Wie zwei Anwendungsfälle von Coneva zeigen, lohnt es sich gerade bei komplexen Systemen, an mehreren Stellschrauben zu drehen. Bei einem LEH-Unternehmen mit mehr als 2.000 Filialen in der EU brachte das Coneva-Energiemanagement ein Sparpotenzial von drei bis fünf Prozent durch die Transparenz, von jeweils fünf bis zehn Prozent durch lokale Optimierungen und die Anlagenintegration sowie weitere zehn Prozent durch die Energiemarktintegration – insgesamt ist laut Coneva ein Einsparpotenzial von bis zu 30 Prozent möglich. Und bei einem anderen LEH-Betrieb, der bei einer Stromrechnung von rund 100.000 Euro pro Jahr viel Energie für die Kühlung verwendete und zudem seine Ladeinfrastruktur ausbauen wollte, brachte der Bau einer Photovoltaikanlage samt Speicher eine Ersparnis bei den Stromkosten von 15 Prozent. Weitere 20 Prozent konnten mit digitalen Services und der Optimierung erreicht werden.

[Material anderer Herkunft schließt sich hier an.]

//! Module header (64 bytes).
//!
//! Layout:
//! - 0-15: identity and size (magic, version, checksum, total_size)
//! - 16-35: automaton shape (state_count, transition_count, initial, flags, singleton_len)
//! - 36-63: reserved

use super::{HEADER_SIZE, MAGIC, VERSION};

/// The automaton was deterministic when encoded.
pub const FLAG_DETERMINISTIC: u32 = 1 << 0;
/// The automaton was minimal when encoded.
pub const FLAG_MINIMAL: u32 = 1 << 1;
/// A singleton string follows the transition table.
pub const FLAG_SINGLETON: u32 = 1 << 2;

const KNOWN_FLAGS: u32 = FLAG_DETERMINISTIC | FLAG_MINIMAL | FLAG_SINGLETON;

/// Module header - first 64 bytes of an encoded automaton.
#[derive(Clone, Copy, Debug, PartialEq, Eq)]
pub struct Header {
    /// Magic bytes: b"RGMA"
    pub magic: [u8; 4],
    /// Format version (currently 1)
    pub version: u32,
    /// CRC32 checksum of everything after the header
    pub checksum: u32,
    /// Total size in bytes, header included
    pub total_size: u32,

    pub state_count: u32,
    pub transition_count: u32,
    pub initial: u32,
    pub flags: u32,
    /// Byte length of the singleton string.
    pub singleton_len: u32,

    pub _reserved: [u8; 28],
}

impl Default for Header {
    fn default() -> Self {
        Self {
            magic: MAGIC,
            version: VERSION,
            checksum: 0,
            total_size: 0,
            state_count: 0,
            transition_count: 0,
            initial: 0,
            flags: 0,
            singleton_len: 0,
            _reserved: [0; 28],
        }
    }
}

impl Header {
    /// Decode a header.
    pub fn from_bytes(bytes: &[u8; HEADER_SIZE]) -> Self {
        let word = |at: usize| {
            u32::from_le_bytes([bytes[at], bytes[at + 1], bytes[at + 2], bytes[at + 3]])
        };

        let mut reserved = [0u8; 28];
        reserved.copy_from_slice(&bytes[36..64]);

        Self {
            magic: [bytes[0], bytes[1], bytes[2], bytes[3]],
            version: word(4),
            checksum: word(8),
            total_size: word(12),
            state_count: word(16),
            transition_count: word(20),
            initial: word(24),
            flags: word(28),
            singleton_len: word(32),
            _reserved: reserved,
        }
    }

    /// Encode the header.
    pub fn to_bytes(&self) -> [u8; HEADER_SIZE] {
        let mut bytes = [0u8; HEADER_SIZE];
        bytes[0..4].copy_from_slice(&self.magic);
        bytes[4..8].copy_from_slice(&self.version.to_le_bytes());
        bytes[8..12].copy_from_slice(&self.checksum.to_le_bytes());
        bytes[12..16].copy_from_slice(&self.total_size.to_le_bytes());
        bytes[16..20].copy_from_slice(&self.state_count.to_le_bytes());
        bytes[20..24].copy_from_slice(&self.transition_count.to_le_bytes());
        bytes[24..28].copy_from_slice(&self.initial.to_le_bytes());
        bytes[28..32].copy_from_slice(&self.flags.to_le_bytes());
        bytes[32..36].copy_from_slice(&self.singleton_len.to_le_bytes());
        bytes[36..64].copy_from_slice(&self._reserved);
        bytes
    }

    pub fn validate_magic(&self) -> bool {
        self.magic == MAGIC
    }

    pub fn validate_version(&self) -> bool {
        self.version == VERSION
    }

    pub fn validate_flags(&self) -> bool {
        self.flags & !KNOWN_FLAGS == 0
    }

    pub fn is_deterministic(&self) -> bool {
        self.flags & FLAG_DETERMINISTIC != 0
    }

    pub fn is_minimal(&self) -> bool {
        self.flags & FLAG_MINIMAL != 0
    }

    pub fn has_singleton(&self) -> bool {
        self.flags & FLAG_SINGLETON != 0
    }
}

Eine Senkung des Energieverbrauchs um 20 Prozent ist auch aus Sicht von Recogizer realistisch. Das Unternehmen hat ein selbstlernendes System für klimatechnische Anlagen entwickelt, das den Energieverbrauch reduziert und gleichzeitig den Komfort in Gebäuden verbessert. Die KI-Lösung erschafft digitale Zwillinge von Gebäuden und deren technischen Anlagen. Dadurch werden in Echtzeit Wärme-, Klima- und Lüftungstechnik unter Berücksichtigung von Umweltbedingungen und Nutzungsparametern automatisch gesteuert. Dabei lernt das System immer weiter dazu und optimiert sich im 15-Minuten-Rhythmus. Laut Recogizer ermöglicht vor allem die zunehmende Vernetzung in Gebäuden eine solche intelligente Datennutzung.

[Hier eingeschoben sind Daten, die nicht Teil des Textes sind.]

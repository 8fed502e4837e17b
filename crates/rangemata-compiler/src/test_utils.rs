//! Test utilities: a regex oracle and exhaustive string enumeration.

use rangemata_core::{Automaton, Node};
use regex_automata::meta::Regex;

/// Regex syntax for the regular subset of the node grammar.
///
/// `None` for nodes regex syntax cannot express (`Empty`, intersection,
/// complement) and for inverted ranges.
pub fn pattern(node: &Node) -> Option<String> {
    let p = match node {
        Node::Char { value } => regex_syntax::escape(&value.to_string()),
        Node::Range { start, end } => {
            if start > end {
                return None;
            }
            format!(
                "[{}-{}]",
                regex_syntax::escape(&start.to_string()),
                regex_syntax::escape(&end.to_string())
            )
        }
        Node::Alternation { left, right } => format!("(?:{}|{})", pattern(left)?, pattern(right)?),
        Node::Concatenation { left, right } => format!("(?:{}{})", pattern(left)?, pattern(right)?),
        Node::Star { node } => format!("(?:{})*", pattern(node)?),
        Node::Plus { node } => format!("(?:{})+", pattern(node)?),
        Node::Repeat { node, min, max } => match max {
            Some(max) => format!("(?:{}){{{min},{max}}}", pattern(node)?),
            None => format!("(?:{}){{{min},}}", pattern(node)?),
        },
        Node::AnyChar => "(?s:.)".to_owned(),
        Node::EmptyString => "(?:)".to_owned(),
        Node::Empty | Node::Intersection { .. } | Node::Complement { .. } => return None,
    };
    Some(p)
}

/// Anchored regex for `node`, or `None` if it has no regex form.
pub fn oracle(node: &Node) -> Option<Regex> {
    let p = pattern(node)?;
    Some(Regex::new(&format!(r"\A(?:{p})\z")).expect("oracle pattern must compile"))
}

/// Direct membership semantics: regex oracle for regular subtrees, boolean
/// combination for intersection and complement.
pub fn denotes(node: &Node, s: &str) -> bool {
    match node {
        Node::Intersection { left, right } => denotes(left, s) && denotes(right, s),
        Node::Complement { node } => !denotes(node, s),
        Node::Empty => false,
        other => oracle(other)
            .expect("subtree has a regex form")
            .is_match(s),
    }
}

/// Every string over `alphabet` of length at most `max_len`, shortest first.
pub fn strings(alphabet: &[char], max_len: usize) -> Vec<String> {
    let mut all = vec![String::new()];
    let mut layer = vec![String::new()];
    for _ in 0..max_len {
        layer = layer
            .iter()
            .flat_map(|s| {
                alphabet.iter().map(move |c| {
                    let mut next = s.clone();
                    next.push(*c);
                    next
                })
            })
            .collect();
        all.extend(layer.iter().cloned());
    }
    all
}

/// Assert that `automaton` accepts exactly what `node` denotes on every
/// string over `{a, b, c}` up to length 4.
pub fn assert_matches_denotation(node: &Node, automaton: &Automaton) {
    for s in strings(&['a', 'b', 'c'], 4) {
        assert_eq!(
            automaton.run(&s),
            denotes(node, &s),
            "{node} on {s:?}"
        );
    }
}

Unter anderem bei der Breuninger-Filiale in Freiburg ist das System bereits im Einsatz. Der Store hat eine Nutzfläche von rund 13.400 qm über sechs Verkaufsetagen, die in 17 Klimazonen unterteilt sind und von zwei Gaskesseln, zwei Kältemaschinen und vier Lüftungsanlagen versorgt werden. Nach 24 Monaten mit der Recogizer- Lösung verzeichnete Breuninger eine Energieersparnis von 25 Prozent beziehungsweise 640.000 kWh. Technologiepartner Recogizer erhielt vom EHI die Auszeichnung „Top Supplier Retail 2020“.